Comme vous l'avez rappelé, la règle est que, lorsque l'enfant est placé, les allocations familiales sont versées à l'organisme auprès duquel il est placé. Seule une demande du président du conseil général ou de la juridiction peut permettre de verser ces allocations aux familles, lorsqu'il s'agit, par exemple, de préserver un lien moral, de permettre à la famille d'apporter une aide à l'enfant ou encore de prévoir le retour effectif de l'enfant au foyer.
S'agissant de l'allocation de rentrée scolaire, créée en 1990, ou de l'aide à la scolarité, créée en 1994, ces règles n'ont pas été étendues.
Je considère comme vous qu'il n'est pas toujours justifié que deux règles différentes s'appliquent, l'une pour les allocations familiales, l'autre pour les autres prestations. Nous devrons étudier ce sujet à l'occasion de la refonte de la politique familiale à laquelle le Gouvernement s'est engagé et que nous allons initier dans quelques jours.
Cette refonte dépassera largement les seules allocations familiales et concernera l'ensemble des problèmes de la famille. En effet, nous en avons parlé plusieurs fois devant le Sénat, il existe des familles de toutes natures : certaines sont recomposées, d'autres ont laissé se distendre les liens avec leurs enfants.
Il s'agit donc effectivement de l'un des problèmes que nous devrons examiner, ainsi que vous l'avez souligné. (Applaudissements sur les travées socialistes.)

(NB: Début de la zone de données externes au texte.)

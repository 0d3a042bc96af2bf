use std::sync::Arc;

use dooi::{CommandOutput, DooiClient, DooiConfig, ScriptedRunner};
use dooi_mcp::DooiMcpServer;
use futures::channel::mpsc;
use rmcp::model::{
    ClientRequest, ListResourceTemplatesRequest, ReadResourceRequest, ReadResourceRequestParams,
    ResourceContents, ServerResult,
};
use rmcp::service::{RunningService, ServiceError};
use rmcp::{RoleClient, RoleServer, serve_client, serve_server};
use tempfile::TempDir;

const LIST_OUTPUT: &str = "\
📦 Components:
  UI:
    • ui/button: Animated button
      Tags: button, motion
    • ui/card: Glass card
🏗️ Templates:
  • landing-morphic: Landing page
";

const BUTTON_OUTPUT: &str = "\
Component: Button
npm install react clsx
Component Code:
export function Button() { return <button>Dooi</button>; }
";

struct TestServer {
    _stages: TempDir,
    _server: RunningService<RoleServer, DooiMcpServer>,
    client: RunningService<RoleClient, ()>,
}

impl TestServer {
    async fn start() -> Result<Self, Box<dyn std::error::Error>> {
        let stages = tempfile::tempdir()?;
        let runner = ScriptedRunner::new()
            .on("list", |_| {
                Ok(CommandOutput {
                    stdout: LIST_OUTPUT.into(),
                    ..CommandOutput::default()
                })
            })
            .on("get", |inv| {
                let id = inv.args.last().cloned().unwrap_or_default();
                if id == "ui/button" {
                    Ok(CommandOutput {
                        stdout: BUTTON_OUTPUT.into(),
                        ..CommandOutput::default()
                    })
                } else {
                    Ok(CommandOutput {
                        stderr: format!("Unknown component: {id}"),
                        exit_code: 1,
                        ..CommandOutput::default()
                    })
                }
            });
        let client = DooiClient::with_runner(
            Arc::new(runner),
            DooiConfig::default().with_stage_root(stages.path()),
        );
        let server = DooiMcpServer::with_client(client);

        // client Tx == server Rx, and server Tx == client Rx.
        let (client_to_server_tx, server_incoming_rx) =
            mpsc::unbounded::<rmcp::service::TxJsonRpcMessage<RoleClient>>();
        let (server_to_client_tx, client_incoming_rx) =
            mpsc::unbounded::<rmcp::service::TxJsonRpcMessage<RoleServer>>();

        let server_transport = (server_to_client_tx, server_incoming_rx);
        let client_transport = (client_to_server_tx, client_incoming_rx);

        let server_task = tokio::spawn(async move { serve_server(server, server_transport).await });
        let client_task = tokio::spawn(async move { serve_client((), client_transport).await });

        let running_server = server_task
            .await
            .map_err(|e| format!("server task join failed: {e}"))??;
        let client = client_task
            .await
            .map_err(|e| format!("client task join failed: {e}"))??;

        Ok(Self {
            _stages: stages,
            _server: running_server,
            client,
        })
    }

    async fn read_text_resource(&self, uri: &str) -> Result<(String, String), ServiceError> {
        let request = ReadResourceRequest::new(ReadResourceRequestParams {
            uri: uri.to_string(),
            meta: None,
        });
        let result = self
            .client
            .send_request(ClientRequest::ReadResourceRequest(request))
            .await?;

        match result {
            ServerResult::ReadResourceResult(r) => {
                let first = r
                    .contents
                    .into_iter()
                    .next()
                    .ok_or(ServiceError::UnexpectedResponse)?;
                match first {
                    ResourceContents::TextResourceContents {
                        mime_type, text, ..
                    } => Ok((mime_type.unwrap_or_default(), text)),
                    _ => Err(ServiceError::UnexpectedResponse),
                }
            }
            _ => Err(ServiceError::UnexpectedResponse),
        }
    }

    async fn list_templates(&self) -> Result<Vec<String>, ServiceError> {
        let result = self
            .client
            .send_request(ClientRequest::ListResourceTemplatesRequest(
                ListResourceTemplatesRequest::default(),
            ))
            .await?;

        match result {
            ServerResult::ListResourceTemplatesResult(r) => Ok(r
                .resource_templates
                .into_iter()
                .map(|t| t.raw.uri_template)
                .collect()),
            _ => Err(ServiceError::UnexpectedResponse),
        }
    }
}

#[tokio::test]
async fn templates_cover_components_and_templates() -> Result<(), Box<dyn std::error::Error>> {
    let server = TestServer::start().await?;

    let uris = server.list_templates().await?;
    for expected in ["dooi://component/{id}", "dooi://template/{id}"] {
        assert!(uris.contains(&expected.to_string()), "missing {expected}");
    }
    Ok(())
}

#[tokio::test]
async fn catalog_entries_are_listed_as_resources() -> Result<(), Box<dyn std::error::Error>> {
    let server = TestServer::start().await?;

    let resources = server.client.list_all_resources().await?;
    let uris: Vec<&str> = resources.iter().map(|r| r.raw.uri.as_str()).collect();
    assert_eq!(
        uris,
        vec![
            "dooi://component/ui/button",
            "dooi://component/ui/card",
            "dooi://template/landing-morphic",
        ]
    );
    Ok(())
}

#[tokio::test]
async fn reading_a_component_returns_staged_metadata() -> Result<(), Box<dyn std::error::Error>> {
    let server = TestServer::start().await?;

    let (mime, text) = server
        .read_text_resource("dooi://component/ui/button")
        .await?;
    assert_eq!(mime, "application/json");

    let value: serde_json::Value = serde_json::from_str(&text)?;
    assert_eq!(value["id"], "ui/button");
    assert_eq!(value["type"], "component");
    assert_eq!(value["dependencies"], serde_json::json!(["react", "clsx"]));
    assert_eq!(value["files"], serde_json::json!(["components/ui/button.tsx"]));
    Ok(())
}

#[tokio::test]
async fn malformed_uris_are_rejected() -> Result<(), Box<dyn std::error::Error>> {
    let server = TestServer::start().await?;

    let err = server
        .read_text_resource("dooi://widget/ui/button")
        .await
        .err()
        .ok_or("expected an error")?;
    match err {
        ServiceError::McpError(ed) => {
            assert!(ed.message.contains("dooi://component/<id>"), "{ed:?}");
        }
        other => return Err(format!("unexpected error: {other:?}").into()),
    }
    Ok(())
}

#[tokio::test]
async fn every_tool_and_prompt_is_advertised() -> Result<(), Box<dyn std::error::Error>> {
    let server = TestServer::start().await?;

    let tools = server.client.list_all_tools().await?;
    let names: Vec<&str> = tools.iter().map(|t| t.name.as_ref()).collect();
    for expected in ["dooi.list", "dooi.install", "dooi.workflow.applyComponent"] {
        assert!(names.contains(&expected), "missing tool {expected}");
    }

    let prompts = server.client.list_all_prompts().await?;
    let names: Vec<&str> = prompts.iter().map(|p| p.name.as_str()).collect();
    assert!(names.contains(&"getting-started"), "{names:?}");
    Ok(())
}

M. le président. Nous en avons terminé avec les questions d'actualité au Gouvernement.
Avant d'aborder le point suivant de l'ordre du jour, nous allons interrompre nos travaux pendant quelques instants.
La séance est suspendue.
(La séance, suspendue à seize heures quinze, est reprise à seize heures vingt-cinq, sous la présidence de M. Jean Faure.)